On July 2, 1927, the CCP Jiangsu Provincial Committee's apparatus was once again compromised owing to treachery, resulting in the simultaneous arrest of Zhao Shiyan and over ten others. The CCP Central Committee resolved to reorganize the CCP Jiangsu Provincial Committee, which included Wang Ruofei and five additional members. In late July 1927, the Central Committee appointed Deng Zhongxia as the secretary of the Jiangsu Provincial Committee. Deng arrived in Shanghai from Hankou in mid-August and restructured the Jiangsu Provincial Committee in accordance with the Central Committee's directive. In mid-January 1928, the CCP Central Committee transferred Deng to serve as the secretary of the CCP Guangdong Provincial Committee, with Xiang Ying assuming the role of secretary for the Jiangsu Provincial Committee. On January 19, the Standing Committee of the Jiangsu Provincial Committee convened and resolved that Xiang Ying and five more members would constitute the Bureau of the Provincial Committee. On February 16, the treachery of the traitor Tang Ruilin resulted in the arrest and execution of over ten members of the Provincial Committee's Standing Committee, including Zheng Futa and member Xu Baihao, inflicting significant losses on the Provincial Committee once more. On February 27, the Standing Committee of the Central Committee resolved that the Standing Committee of the Jiangsu Provincial Committee would consist of five members: Xiang Ying, Wang Ruofei, Li Fuchun, Xu Binggen, and Huang Ping.

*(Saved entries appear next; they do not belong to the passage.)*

//! Ollama-based providers for embeddings and answer generation

use std::sync::Arc;
use std::time::Duration;

use async_trait::async_trait;
use serde::Deserialize;
use serde_json::json;

use crate::config::LlmConfig;
use crate::error::{Error, Result};

use super::embedding::EmbeddingProvider;
use super::llm::LlmProvider;

/// HTTP client for a local Ollama server
pub struct OllamaClient {
    client: reqwest::Client,
    base_url: String,
    embed_model: String,
    generate_model: String,
    temperature: f32,
}

#[derive(Deserialize)]
struct EmbedResponse {
    embedding: Vec<f32>,
}

#[derive(Deserialize)]
struct GenerateResponse {
    response: String,
}

impl OllamaClient {
    /// Create a client from the LLM configuration
    pub fn new(config: &LlmConfig) -> Result<Self> {
        let client = reqwest::Client::builder()
            .timeout(Duration::from_secs(config.timeout_secs))
            .build()?;

        Ok(Self {
            client,
            base_url: config.base_url.trim_end_matches('/').to_string(),
            embed_model: config.embed_model.clone(),
            generate_model: config.generate_model.clone(),
            temperature: config.temperature,
        })
    }

    /// Generate an embedding for `text`
    pub async fn embed(&self, text: &str) -> Result<Vec<f32>> {
        let response = self
            .client
            .post(format!("{}/api/embeddings", self.base_url))
            .json(&json!({
                "model": self.embed_model,
                "prompt": text,
            }))
            .send()
            .await
            .map_err(|e| Error::embedding(format!("Ollama request failed: {e}")))?;

        if !response.status().is_success() {
            return Err(Error::embedding(format!(
                "Ollama embedding returned {}",
                response.status()
            )));
        }

        let body: EmbedResponse = response
            .json()
            .await
            .map_err(|e| Error::embedding(format!("Invalid embedding response: {e}")))?;

        if body.embedding.is_empty() {
            return Err(Error::embedding("Ollama returned an empty embedding"));
        }

        Ok(body.embedding)
    }

    /// Generate a completion for `prompt`
    pub async fn generate(&self, prompt: &str) -> Result<String> {
        let response = self
            .client
            .post(format!("{}/api/generate", self.base_url))
            .json(&json!({
                "model": self.generate_model,
                "prompt": prompt,
                "stream": false,
                "options": { "temperature": self.temperature },
            }))
            .send()
            .await
            .map_err(|e| Error::llm(format!("Ollama request failed: {e}")))?;

        if !response.status().is_success() {
            return Err(Error::llm(format!(
                "Ollama generate returned {}",
                response.status()
            )));
        }

        let body: GenerateResponse = response
            .json()
            .await
            .map_err(|e| Error::llm(format!("Invalid generate response: {e}")))?;

        Ok(body.response)
    }

    /// Check that the Ollama server is reachable
    pub async fn health_check(&self) -> Result<bool> {
        let response = self
            .client
            .get(format!("{}/api/tags", self.base_url))
            .send()
            .await;
        Ok(matches!(response, Ok(r) if r.status().is_success()))
    }
}

/// Ollama embedding provider
pub struct OllamaEmbedder {
    client: Arc<OllamaClient>,
}

impl OllamaEmbedder {
    /// Create an embedder sharing an existing client
    pub fn new(client: Arc<OllamaClient>) -> Self {
        Self { client }
    }
}

#[async_trait]
impl EmbeddingProvider for OllamaEmbedder {
    async fn embed(&self, text: &str) -> Result<Vec<f32>> {
        self.client.embed(text).await
    }

    fn name(&self) -> &str {
        "ollama"
    }
}

/// Ollama LLM provider for answer generation
pub struct OllamaLlm {
    client: Arc<OllamaClient>,
    model: String,
}

impl OllamaLlm {
    /// Create a generator sharing an existing client
    pub fn new(client: Arc<OllamaClient>, model: String) -> Self {
        Self { client, model }
    }
}

#[async_trait]
impl LlmProvider for OllamaLlm {
    async fn generate(&self, prompt: &str) -> Result<String> {
        self.client.generate(prompt).await
    }

    fn model(&self) -> &str {
        &self.model
    }

    fn name(&self) -> &str {
        "ollama"
    }
}
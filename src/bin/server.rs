//! RAG server binary
//!
//! Run with: cargo run --bin gutenrag-server

use std::sync::Arc;

use gutenrag::config::RagConfig;
use gutenrag::providers::{ChromaIndex, OllamaClient, OllamaEmbedder, OllamaLlm};
use gutenrag::server::{state::AppState, RagServer};
use tracing_subscriber::{layer::SubscriberExt, util::SubscriberInitExt};

#[tokio::main]
async fn main() -> anyhow::Result<()> {
    tracing_subscriber::registry()
        .with(
            tracing_subscriber::EnvFilter::try_from_default_env()
                .unwrap_or_else(|_| "gutenrag=info,tower_http=debug".into()),
        )
        .with(tracing_subscriber::fmt::layer())
        .init();

    let config = RagConfig::from_env();

    tracing::info!("Configuration loaded");
    tracing::info!("  - Embedding model: {}", config.llm.embed_model);
    tracing::info!("  - LLM model: {}", config.llm.generate_model);
    tracing::info!("  - Chroma collection: {}", config.index.collection);
    tracing::info!("  - Default k: {}", config.retrieval.default_k);
    tracing::info!(
        "  - Max context chars: {}",
        config.retrieval.max_context_chars
    );

    let ollama = Arc::new(OllamaClient::new(&config.llm)?);
    if !ollama.health_check().await? {
        tracing::warn!("Ollama not reachable at {}", config.llm.base_url);
        tracing::warn!("Start it with: ollama serve");
    }

    let embedder = Arc::new(OllamaEmbedder::new(Arc::clone(&ollama)));
    let llm = Arc::new(OllamaLlm::new(ollama, config.llm.generate_model.clone()));
    let index = Arc::new(ChromaIndex::connect(&config.index).await?);

    let state = AppState::new(Arc::new(config.clone()), embedder, llm, index);
    let server = RagServer::new(config, state);

    tracing::info!("  GET /ask?question=...&k=5");
    tracing::info!("  GET /health");

    server.start().await?;

    Ok(())
}
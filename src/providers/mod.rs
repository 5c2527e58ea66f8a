//! Provider abstractions for embeddings, answer generation, vector search,
//! and object storage
//!
//! The core pipeline only sees these traits, so tests run against
//! deterministic fakes and real backends stay swappable.

pub mod chroma;
pub mod embedding;
pub mod llm;
pub mod object_store;
pub mod ollama;
pub mod vector_index;

pub use chroma::ChromaIndex;
pub use embedding::EmbeddingProvider;
pub use llm::LlmProvider;
pub use object_store::{FsObjectStore, ObjectStore};
pub use ollama::{OllamaClient, OllamaEmbedder, OllamaLlm};
pub use vector_index::{IndexMatch, VectorIndex};
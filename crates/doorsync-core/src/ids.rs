//! Identifier newtypes.
//!
//! Gateway identifiers double as MQTT topic segments, so construction
//! rejects anything that would break topic addressing: empty strings,
//! the `/` separator, and the `+`/`#` wildcard characters.

use serde::{Deserialize, Serialize};
use std::fmt;

/// Characters a gateway identifier must not contain.
const FORBIDDEN: [char; 3] = ['/', '+', '#'];

/// Device-assigned identifier of a gateway.
///
/// Guaranteed non-empty and free of topic separator/wildcard characters,
/// which makes the derived command and telemetry topics injective per
/// gateway.
#[derive(Debug, Clone, PartialEq, Eq, Hash, Serialize, Deserialize)]
#[serde(try_from = "String", into = "String")]
pub struct GatewayId(String);

impl GatewayId {
    /// Create a new gateway identifier with validation.
    ///
    /// # Errors
    ///
    /// Returns `GatewayIdError` if the identifier is empty or contains a
    /// topic separator or wildcard character.
    pub fn new(id: impl Into<String>) -> Result<Self, GatewayIdError> {
        let id = id.into();
        if id.is_empty() {
            return Err(GatewayIdError::Empty);
        }
        if let Some(ch) = id.chars().find(|c| FORBIDDEN.contains(c)) {
            return Err(GatewayIdError::ForbiddenChar { id, ch });
        }
        Ok(GatewayId(id))
    }

    /// Get the identifier as a string slice.
    #[must_use]
    pub fn as_str(&self) -> &str {
        &self.0
    }
}

impl fmt::Display for GatewayId {
    fn fmt(&self, f: &mut fmt::Formatter) -> fmt::Result {
        write!(f, "{}", self.0)
    }
}

impl std::str::FromStr for GatewayId {
    type Err = GatewayIdError;

    fn from_str(s: &str) -> Result<Self, Self::Err> {
        GatewayId::new(s)
    }
}

impl TryFrom<String> for GatewayId {
    type Error = GatewayIdError;

    fn try_from(value: String) -> Result<Self, Self::Error> {
        GatewayId::new(value)
    }
}

impl From<GatewayId> for String {
    fn from(id: GatewayId) -> Self {
        id.0
    }
}

/// Errors constructing a [`GatewayId`].
#[derive(Debug, Clone, thiserror::Error)]
pub enum GatewayIdError {
    /// Identifier was empty
    #[error("gateway id must not be empty")]
    Empty,
    /// Identifier contained a character that breaks topic addressing
    #[error("gateway id {id:?} contains forbidden character {ch:?}")]
    ForbiddenChar {
        /// The offending identifier
        id: String,
        /// The first forbidden character found
        ch: char,
    },
}

/// Datastore identifier of a doorlock.
#[derive(Debug, Clone, Copy, PartialEq, Eq, Hash, PartialOrd, Ord, Serialize, Deserialize)]
pub struct LockId(pub i64);

impl fmt::Display for LockId {
    fn fmt(&self, f: &mut fmt::Formatter) -> fmt::Result {
        write!(f, "{}", self.0)
    }
}

/// The kind of person a credential or schedule membership belongs to.
#[derive(Debug, Clone, Copy, PartialEq, Eq, Hash, Serialize, Deserialize)]
#[serde(rename_all = "kebab-case")]
pub enum PrincipalKind {
    /// Staff member
    Employee,
    /// Enrolled student
    Student,
}

impl PrincipalKind {
    /// Stable string form used in storage.
    #[must_use]
    pub fn as_str(&self) -> &'static str {
        match self {
            PrincipalKind::Employee => "employee",
            PrincipalKind::Student => "student",
        }
    }

    /// Parse the storage string form.
    #[must_use]
    pub fn parse(s: &str) -> Option<Self> {
        match s {
            "employee" => Some(PrincipalKind::Employee),
            "student" => Some(PrincipalKind::Student),
            _ => None,
        }
    }
}

/// A person that can hold credentials and schedule memberships.
#[derive(Debug, Clone, Copy, PartialEq, Eq, Hash, Serialize, Deserialize)]
pub struct Principal {
    /// Employee or student
    pub kind: PrincipalKind,
    /// Datastore identifier within the kind
    pub id: i64,
}

impl Principal {
    /// An employee principal.
    #[must_use]
    pub fn employee(id: i64) -> Self {
        Self {
            kind: PrincipalKind::Employee,
            id,
        }
    }

    /// A student principal.
    #[must_use]
    pub fn student(id: i64) -> Self {
        Self {
            kind: PrincipalKind::Student,
            id,
        }
    }
}

impl fmt::Display for Principal {
    fn fmt(&self, f: &mut fmt::Formatter) -> fmt::Result {
        write!(f, "{}:{}", self.kind.as_str(), self.id)
    }
}
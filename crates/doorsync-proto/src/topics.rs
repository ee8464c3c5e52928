//! MQTT topic scheme for gateway addressing.
//!
//! Topic structure: `{prefix}/{gateway_id}/{channel}`
//!
//! - `command`: server-originated instructions for one gateway
//! - `telemetry`: device-originated events from one gateway
//!
//! Every command topic is derivable solely from the target gateway's
//! identifier; there are no broadcast command topics. [`GatewayId`]
//! construction already forbids separator and wildcard characters, so
//! the mapping is injective per gateway.

use doorsync_core::GatewayId;

/// Default topic prefix.
pub const DEFAULT_PREFIX: &str = "gateway";

/// Which direction a topic carries.
#[derive(Debug, Clone, Copy, PartialEq, Eq)]
pub enum Channel {
    /// Server to gateway
    Command,
    /// Gateway to server
    Telemetry,
}

impl Channel {
    fn as_str(self) -> &'static str {
        match self {
            Channel::Command => "command",
            Channel::Telemetry => "telemetry",
        }
    }

    fn parse(segment: &str) -> Option<Self> {
        match segment {
            "command" => Some(Channel::Command),
            "telemetry" => Some(Channel::Telemetry),
            _ => None,
        }
    }
}

/// Topic scheme configuration.
#[derive(Debug, Clone, PartialEq, Eq)]
pub struct TopicScheme {
    prefix: String,
}

impl Default for TopicScheme {
    fn default() -> Self {
        Self {
            prefix: DEFAULT_PREFIX.to_string(),
        }
    }
}

impl TopicScheme {
    /// Create a topic scheme with a custom prefix.
    #[must_use]
    pub fn new(prefix: impl Into<String>) -> Self {
        Self {
            prefix: prefix.into(),
        }
    }

    /// Command topic for one gateway.
    #[must_use]
    pub fn command(&self, gateway: &GatewayId) -> String {
        format!("{}/{}/{}", self.prefix, gateway, Channel::Command.as_str())
    }

    /// Telemetry topic for one gateway.
    #[must_use]
    pub fn telemetry(&self, gateway: &GatewayId) -> String {
        format!(
            "{}/{}/{}",
            self.prefix,
            gateway,
            Channel::Telemetry.as_str()
        )
    }

    /// Wildcard subscription covering every gateway's telemetry topic.
    #[must_use]
    pub fn telemetry_wildcard(&self) -> String {
        format!("{}/+/{}", self.prefix, Channel::Telemetry.as_str())
    }

    /// Parse an inbound topic into its gateway and channel.
    ///
    /// Returns `None` for topics outside the scheme; callers reject those
    /// (logged, not fatal).
    #[must_use]
    pub fn parse(&self, topic: &str) -> Option<(GatewayId, Channel)> {
        let mut parts = topic.split('/');
        if parts.next()? != self.prefix {
            return None;
        }
        let gateway = GatewayId::new(parts.next()?).ok()?;
        let channel = Channel::parse(parts.next()?)?;
        if parts.next().is_some() {
            return None;
        }
        Some((gateway, channel))
    }
}

#[cfg(test)]
mod tests {
    use super::*;

    fn gw(id: &str) -> GatewayId {
        GatewayId::new(id).unwrap()
    }

    #[test]
    fn topic_generation() {
        let scheme = TopicScheme::default();

        assert_eq!(scheme.command(&gw("gw-01")), "gateway/gw-01/command");
        assert_eq!(scheme.telemetry(&gw("gw-01")), "gateway/gw-01/telemetry");
        assert_eq!(scheme.telemetry_wildcard(), "gateway/+/telemetry");
    }

    #[test]
    fn custom_prefix() {
        let scheme = TopicScheme::new("campus-a");
        assert_eq!(scheme.command(&gw("gw-9")), "campus-a/gw-9/command");
        assert_eq!(scheme.telemetry_wildcard(), "campus-a/+/telemetry");
    }

    #[test]
    fn topic_parsing() {
        let scheme = TopicScheme::default();

        let (gateway, channel) = scheme.parse("gateway/gw-01/telemetry").unwrap();
        assert_eq!(gateway.as_str(), "gw-01");
        assert_eq!(channel, Channel::Telemetry);

        let (gateway, channel) = scheme.parse("gateway/gw-01/command").unwrap();
        assert_eq!(gateway.as_str(), "gw-01");
        assert_eq!(channel, Channel::Command);
    }

    #[test]
    fn parse_roundtrips_generation() {
        let scheme = TopicScheme::default();
        let gateway = gw("entrance-3");

        assert_eq!(
            scheme.parse(&scheme.telemetry(&gateway)),
            Some((gateway.clone(), Channel::Telemetry))
        );
        assert_eq!(
            scheme.parse(&scheme.command(&gateway)),
            Some((gateway, Channel::Command))
        );
    }

    #[test]
    fn unrecognized_topics_are_rejected() {
        let scheme = TopicScheme::default();

        assert!(scheme.parse("gateway/gw-01").is_none());
        assert!(scheme.parse("gateway/gw-01/status").is_none());
        assert!(scheme.parse("gateway/gw-01/telemetry/extra").is_none());
        assert!(scheme.parse("other/gw-01/telemetry").is_none());
        assert!(scheme.parse("gateway//telemetry").is_none());
        assert!(scheme.parse("").is_none());
    }

    #[test]
    fn distinct_gateways_never_share_a_command_topic() {
        let scheme = TopicScheme::default();
        // Ids that could collide under a naive scheme are unconstructible:
        // "a/b" would alias the topic of gateway "a".
        assert!(GatewayId::new("a/b").is_err());
        assert_ne!(scheme.command(&gw("a")), scheme.command(&gw("b")));
    }
}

In May 1928, twelve representatives of the CCP Jiangsu Committee, including Xiang Ying, Wang Ruofei, Xu Xigen, Guo Chunzhi, Jiang Yonghe, Chen Zhiping, Zhu Songshou, Wen Yucheng, Jiang Yun, Wen Shaoquan, Cai Chang, and Yan Pu, departed from Shanghai for Moscow to attend the 6th National Congress of the Chinese Communist Party, while some leaders of the provincial party committee remained in Shanghai to oversee the committee's operations. Li Fuchun served as the secretary of the Jiangsu Provincial Party Committee, and in September and October, the Jiangsu delegates to the Sixth National Congress of the CCP returned to Shanghai from Moscow consecutively. In October 1928, the central government appointed Xu Xigen as the secretary of the Jiangsu Provincial Party Committee and Luo Dengxian as a member of the Standing Committee of the Jiangsu Provincial Party Committee. On January 25, 1929, a meeting of the Bureau of the Jiangsu Provincial Party Committee convened, during which Xiang Zhongfa, Chairman of the Standing Committee of the Politburo of the Central Committee, and Zhou Enlai, member of the Standing Committee of the Politburo of the Central Committee and Minister of the Organizational Department, communicated the Central Committee's decision to reorganize the Jiangsu Provincial Party Committee. The newly formed Provincial Party Committee comprised five members, including Secretary Luo Dengxian, as well as Li Fuchun and He Mengxiong, who were reassigned to the district committee in Shanghai, among others. In September, Li Weihan served as the secretary of the Provincial Party Committee.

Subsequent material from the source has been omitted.